The action is another feat of this movie. In my review of Mad Max, I mention creativity that was barely there due to the indie budget. Here they go full throttle into car fight choreography with that now blazing creativity. Nothing feels stunted or scripted. Everything is exciting and dangerous, and it is a blast to watch. The climactic scene in the oil tanker showcases the design, the stunts, and the action fantastically well. The editing also is tight, fast, and propelling. One second a bomb is thrown and a car is wiped off the road, but we can’t rest on that because two more cars are approaching the tanker and the scene keeps adding. It’s one of the best action sequences to take place on wheels. There isn’t wall to wall action, it takes some moments for story and plot, but when it is there it is awesome.

Lord Humungus and his gang

The story stays simple for the most part. This movie’s main goal is the action and world, so there is no convolution in drama or anything like that. There is a goal: a gasoline tanker, and both sides want it. That’s all you need as the frame, and the film knows it. The acting is much more character-based now. The first movie had grounded characters but now that the world has gone mad, the actors are truly more characters than anything else.

Max is the rock of this movie, and he’s a smart and reluctant hero, played as such by Mel Gibson. The trauma of the last movie doesn’t really seem to be a problem, but he’s still kind of an unhinged dude. The villains are all insane and fun; Wez (Vernon Wells) is the most insane and fun. Max’s sidekicks, the Feral Child and the Gyro Captain, to me are a bit annoying, but luckily this movie gives them opportunities to make it up in action scenes, which they do.

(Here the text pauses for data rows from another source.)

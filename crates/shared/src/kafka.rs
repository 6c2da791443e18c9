//! Kafka 基础设施封装
//!
//! 将 rdkafka 的底层 API 封装为 Producer/Consumer 抽象，统一消息序列化、
//! 错误映射和优雅关闭语义。订单变更事件经由此模块进入通知服务。

use std::collections::HashMap;
use std::time::Duration;

use rdkafka::config::ClientConfig;
use rdkafka::consumer::{Consumer, StreamConsumer};
use rdkafka::message::{BorrowedMessage, Headers, Message};
use rdkafka::producer::{FutureProducer, FutureRecord};
use serde::Serialize;
use serde::de::DeserializeOwned;
use tokio::sync::watch;
use tracing::{debug, error, info, warn};

use crate::config::KafkaConfig;
use crate::error::NotifyError;

// ---------------------------------------------------------------------------
// ConsumerMessage
// ---------------------------------------------------------------------------

/// 消费到的 Kafka 消息的统一表示
///
/// 将 rdkafka 的 `BorrowedMessage`（带生命周期约束）转换为拥有所有权的结构体，
/// 使消息可以安全地跨 await 点传递给异步处理函数。
#[derive(Debug, Clone)]
pub struct ConsumerMessage {
    pub topic: String,
    pub partition: i32,
    pub offset: i64,
    pub key: Option<String>,
    pub payload: Vec<u8>,
    pub timestamp: Option<i64>,
    pub headers: HashMap<String, String>,
}

impl ConsumerMessage {
    fn from_borrowed(msg: &BorrowedMessage<'_>) -> Self {
        let key = msg
            .key()
            .and_then(|k| std::str::from_utf8(k).ok())
            .map(String::from);

        let payload = msg.payload().map(|p| p.to_vec()).unwrap_or_default();

        let mut headers = HashMap::new();
        if let Some(h) = msg.headers() {
            for idx in 0..h.count() {
                let header = h.get(idx);
                if let Some(raw) = header.value
                    && let Ok(value) = std::str::from_utf8(raw)
                {
                    headers.insert(header.key.to_string(), value.to_string());
                }
            }
        }

        Self {
            topic: msg.topic().to_string(),
            partition: msg.partition(),
            offset: msg.offset(),
            key,
            payload,
            timestamp: msg.timestamp().to_millis(),
            headers,
        }
    }

    /// 将 JSON 格式负载反序列化为目标类型
    pub fn deserialize_payload<T: DeserializeOwned>(&self) -> Result<T, NotifyError> {
        serde_json::from_slice(&self.payload).map_err(NotifyError::from)
    }
}

// ---------------------------------------------------------------------------
// KafkaProducer
// ---------------------------------------------------------------------------

/// Kafka 生产者，仅用于死信投递
///
/// `FutureProducer` 内部是 Arc 包装的，克隆开销很小。
#[derive(Clone)]
pub struct KafkaProducer {
    producer: FutureProducer,
}

impl KafkaProducer {
    /// 根据配置创建生产者
    ///
    /// `message.timeout.ms` 设为 5 秒，超时后由调用方记录错误。
    pub fn new(config: &KafkaConfig) -> Result<Self, NotifyError> {
        let producer: FutureProducer = ClientConfig::new()
            .set("bootstrap.servers", &config.brokers)
            .set("message.timeout.ms", "5000")
            .create()
            .map_err(|e| NotifyError::Kafka(format!("创建生产者失败: {e}")))?;

        info!(brokers = %config.brokers, "Kafka 生产者已初始化");
        Ok(Self { producer })
    }

    /// 发送原始字节消息
    pub async fn send(
        &self,
        topic: &str,
        key: &str,
        payload: &[u8],
    ) -> Result<(i32, i64), NotifyError> {
        let record = FutureRecord::to(topic).key(key).payload(payload);

        let delivery = self
            .producer
            .send(record, Duration::from_secs(5))
            .await
            .map_err(|(e, _)| NotifyError::Kafka(format!("发送消息失败: {e}")))?;

        debug!(
            topic,
            key,
            partition = delivery.partition,
            offset = delivery.offset,
            "消息已发送"
        );
        Ok((delivery.partition, delivery.offset))
    }

    /// 将值序列化为 JSON 后发送
    pub async fn send_json<T: Serialize>(
        &self,
        topic: &str,
        key: &str,
        value: &T,
    ) -> Result<(i32, i64), NotifyError> {
        let payload = serde_json::to_vec(value)?;
        self.send(topic, key, &payload).await
    }
}

// ---------------------------------------------------------------------------
// KafkaConsumer
// ---------------------------------------------------------------------------

/// Kafka 消费者
///
/// 封装 `StreamConsumer` 并提供基于 `watch` channel 的优雅关闭语义。
pub struct KafkaConsumer {
    consumer: StreamConsumer,
}

impl KafkaConsumer {
    pub fn new(config: &KafkaConfig) -> Result<Self, NotifyError> {
        let consumer: StreamConsumer = ClientConfig::new()
            .set("bootstrap.servers", &config.brokers)
            .set("group.id", &config.consumer_group)
            .set("auto.offset.reset", &config.auto_offset_reset)
            .set("enable.auto.commit", "true")
            .create()
            .map_err(|e| NotifyError::Kafka(format!("创建消费者失败: {e}")))?;

        info!(
            brokers = %config.brokers,
            group_id = %config.consumer_group,
            "Kafka 消费者已初始化"
        );
        Ok(Self { consumer })
    }

    pub fn subscribe(&self, topics: &[&str]) -> Result<(), NotifyError> {
        self.consumer
            .subscribe(topics)
            .map_err(|e| NotifyError::Kafka(format!("订阅 topic 失败: {e}")))?;

        info!(?topics, "已订阅 Kafka topics");
        Ok(())
    }

    /// 启动消费循环
    ///
    /// 消息按到达顺序逐条交给 handler，handler 返回错误只记录日志而不中断循环。
    /// 关闭信号变为 `true` 时退出，正在执行的 handler 会先自然完成。
    pub async fn start<F, Fut>(self, mut shutdown: watch::Receiver<bool>, handler: F)
    where
        F: Fn(ConsumerMessage) -> Fut,
        Fut: std::future::Future<Output = Result<(), NotifyError>>,
    {
        use futures::StreamExt;

        let stream = self.consumer.stream();
        futures::pin_mut!(stream);

        info!("Kafka 消费循环已启动");

        loop {
            tokio::select! {
                biased;

                _ = shutdown.changed() => {
                    if *shutdown.borrow() {
                        info!("收到关闭信号，Kafka 消费循环退出");
                        break;
                    }
                }

                msg_result = stream.next() => {
                    let Some(msg_result) = msg_result else {
                        warn!("Kafka 消息流意外结束");
                        break;
                    };

                    match msg_result {
                        Ok(borrowed_msg) => {
                            let msg = ConsumerMessage::from_borrowed(&borrowed_msg);
                            debug!(
                                topic = %msg.topic,
                                partition = msg.partition,
                                offset = msg.offset,
                                "收到 Kafka 消息"
                            );

                            if let Err(e) = handler(msg).await {
                                error!(error = %e, "处理 Kafka 消息失败");
                            }
                        }
                        Err(e) => {
                            error!(error = %e, "接收 Kafka 消息出错");
                        }
                    }
                }
            }
        }
    }
}

// ---------------------------------------------------------------------------
// 测试
// ---------------------------------------------------------------------------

Max (Gibson) and the Feral Child (Emil Minty)

Overall this huge departure ended up defining the series for a reason. The world of The Road Warrior isn’t one to be forgotten easily. The action is exciting and everything aids this action, making it the centerpiece of the film. The story kind of goes to the wayside, a knock against it compared to it’s predecessor, but the explosions and cars were impressive enough for me not to care that much.